| Work item |
The answer must consist of the entries, copied exactly and in full.

Supplied records below:

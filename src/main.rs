//! CacheGate server entry point: loads query configuration, wires the
//! cache/invalidation/query core, and serves the HTTP API.

use std::collections::HashMap;
use std::env;
use std::fs;
use std::sync::Arc;

use cachegate::api::{build_router, AppState};
use cachegate::cache::{CacheManager, CacheStoreConfig};
use cachegate::config;
use cachegate::connection::{ConnectionProvider, InMemoryConnectionProvider, PooledConnectionProvider};
use cachegate::error::{CoreError, Result};
use cachegate::events::EventBus;
use cachegate::invalidation::InvalidationEngine;
use cachegate::metrics::MetricsCollector;
use cachegate::query::QueryExecutor;
use parking_lot::RwLock;

const DEFAULT_CONFIG_PATH: &str = "config/queries.yaml";
const DEFAULT_POOL_SIZE: usize = 16;

#[tokio::main]
async fn main() -> Result<()> {
    tracing_subscriber::fmt()
        .with_target(false)
        .with_thread_ids(true)
        .with_level(true)
        .init();

    let config_path = env::var("CACHEGATE_CONFIG").unwrap_or_else(|_| DEFAULT_CONFIG_PATH.to_string());
    let queries = match fs::read_to_string(&config_path) {
        Ok(yaml) => config::load_queries(&yaml)?,
        Err(e) => {
            tracing::warn!(path = %config_path, error = %e, "no query configuration found, starting with none registered");
            Vec::new()
        }
    };

    let cache_manager = CacheManager::new(CacheStoreConfig::default());
    let event_bus = Arc::new(EventBus::new());
    let invalidation_engine = InvalidationEngine::new(cache_manager.clone(), event_bus.clone());
    let metrics = Arc::new(MetricsCollector::new());

    // A real deployment provides its own `ConnectionProvider` backed by a
    // driver for the databases named in `queries.yaml`; this in-memory
    // provider keeps the binary runnable standalone and is the natural
    // seam to replace.
    let inner_provider: Arc<dyn ConnectionProvider> = Arc::new(InMemoryConnectionProvider::new());
    let connection_provider: Arc<dyn ConnectionProvider> =
        Arc::new(PooledConnectionProvider::new(inner_provider, DEFAULT_POOL_SIZE));

    let query_executor = Arc::new(QueryExecutor::new(
        cache_manager.clone(),
        connection_provider,
        metrics.clone(),
    ));

    let state = Arc::new(AppState {
        cache_manager,
        invalidation_engine: invalidation_engine.clone(),
        event_bus,
        metrics,
        query_executor,
        queries: RwLock::new(HashMap::new()),
    });

    for descriptor in queries {
        for rule in descriptor.cache.derived_rules()? {
            invalidation_engine.register_rule(rule);
        }
        state.register_query(descriptor);
    }

    let bind_addr = env::var("CACHEGATE_BIND").unwrap_or_else(|_| "0.0.0.0:8080".to_string());
    let listener = tokio::net::TcpListener::bind(&bind_addr)
        .await
        .map_err(|e| CoreError::internal(format!("failed to bind {bind_addr}: {e}")))?;
    tracing::info!(addr = %bind_addr, "cachegate listening");

    let router = build_router(state);
    axum::serve(listener, router)
        .await
        .map_err(|e| CoreError::internal(format!("server error: {e}")))?;
    Ok(())
}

End of Supplied records.

| Exercise response |
filename src/main.rs
//! CacheGate server entry point: loads query configuration, wires the
//! cache/invalidation/query core, and serves the HTTP API.

use std::collections::HashMap;
use std::env;
use std::fs;
use std::sync::Arc;

use cachegate::api::{build_router, AppState};
use cachegate::cache::{CacheManager, CacheStoreConfig};
use cachegate::config;
use cachegate::connection::{ConnectionProvider, InMemoryConnectionProvider, PooledConnectionProvider};
use cachegate::error::{CoreError, Result};
use cachegate::events::EventBus;
use cachegate::invalidation::InvalidationEngine;
use cachegate::metrics::MetricsCollector;
use cachegate::query::QueryExecutor;
use parking_lot::RwLock;

const DEFAULT_CONFIG_PATH: &str = "config/queries.yaml";
const DEFAULT_POOL_SIZE: usize = 16;

#[tokio::main]
async fn main() -> Result<()> {
    tracing_subscriber::fmt()
        .with_target(false)
        .with_thread_ids(true)
        .with_level(true)
        .init();

    let config_path = env::var("CACHEGATE_CONFIG").unwrap_or_else(|_| DEFAULT_CONFIG_PATH.to_string());
    let queries = match fs::read_to_string(&config_path) {
        Ok(yaml) => config::load_queries(&yaml)?,
        Err(e) => {
            tracing::warn!(path = %config_path, error = %e, "no query configuration found, starting with none registered");
            Vec::new()
        }
    };

    let cache_manager = CacheManager::new(CacheStoreConfig::default());
    let event_bus = Arc::new(EventBus::new());
    let invalidation_engine = InvalidationEngine::new(cache_manager.clone(), event_bus.clone());
    let metrics = Arc::new(MetricsCollector::new());

    // A real deployment provides its own `ConnectionProvider` backed by a
    // driver for the databases named in `queries.yaml`; this in-memory
    // provider keeps the binary runnable standalone and is the natural
    // seam to replace.
    let inner_provider: Arc<dyn ConnectionProvider> = Arc::new(InMemoryConnectionProvider::new());
    let connection_provider: Arc<dyn ConnectionProvider> =
        Arc::new(PooledConnectionProvider::new(inner_provider, DEFAULT_POOL_SIZE));

    let query_executor = Arc::new(QueryExecutor::new(
        cache_manager.clone(),
        connection_provider,
        metrics.clone(),
    ));

    let state = Arc::new(AppState {
        cache_manager,
        invalidation_engine: invalidation_engine.clone(),
        event_bus,
        metrics,
        query_executor,
        queries: RwLock::new(HashMap::new()),
    });

    for descriptor in queries {
        for rule in descriptor.cache.derived_rules()? {
            invalidation_engine.register_rule(rule);
        }
        state.register_query(descriptor);
    }

    let bind_addr = env::var("CACHEGATE_BIND").unwrap_or_else(|_| "0.0.0.0:8080".to_string());
    let listener = tokio::net::TcpListener::bind(&bind_addr)
        .await
        .map_err(|e| CoreError::internal(format!("failed to bind {bind_addr}: {e}")))?;
    tracing::info!(addr = %bind_addr, "cachegate listening");

    let router = build_router(state);
    axum::serve(listener, router)
        .await
        .map_err(|e| CoreError::internal(format!("server error: {e}")))?;
    Ok(())
}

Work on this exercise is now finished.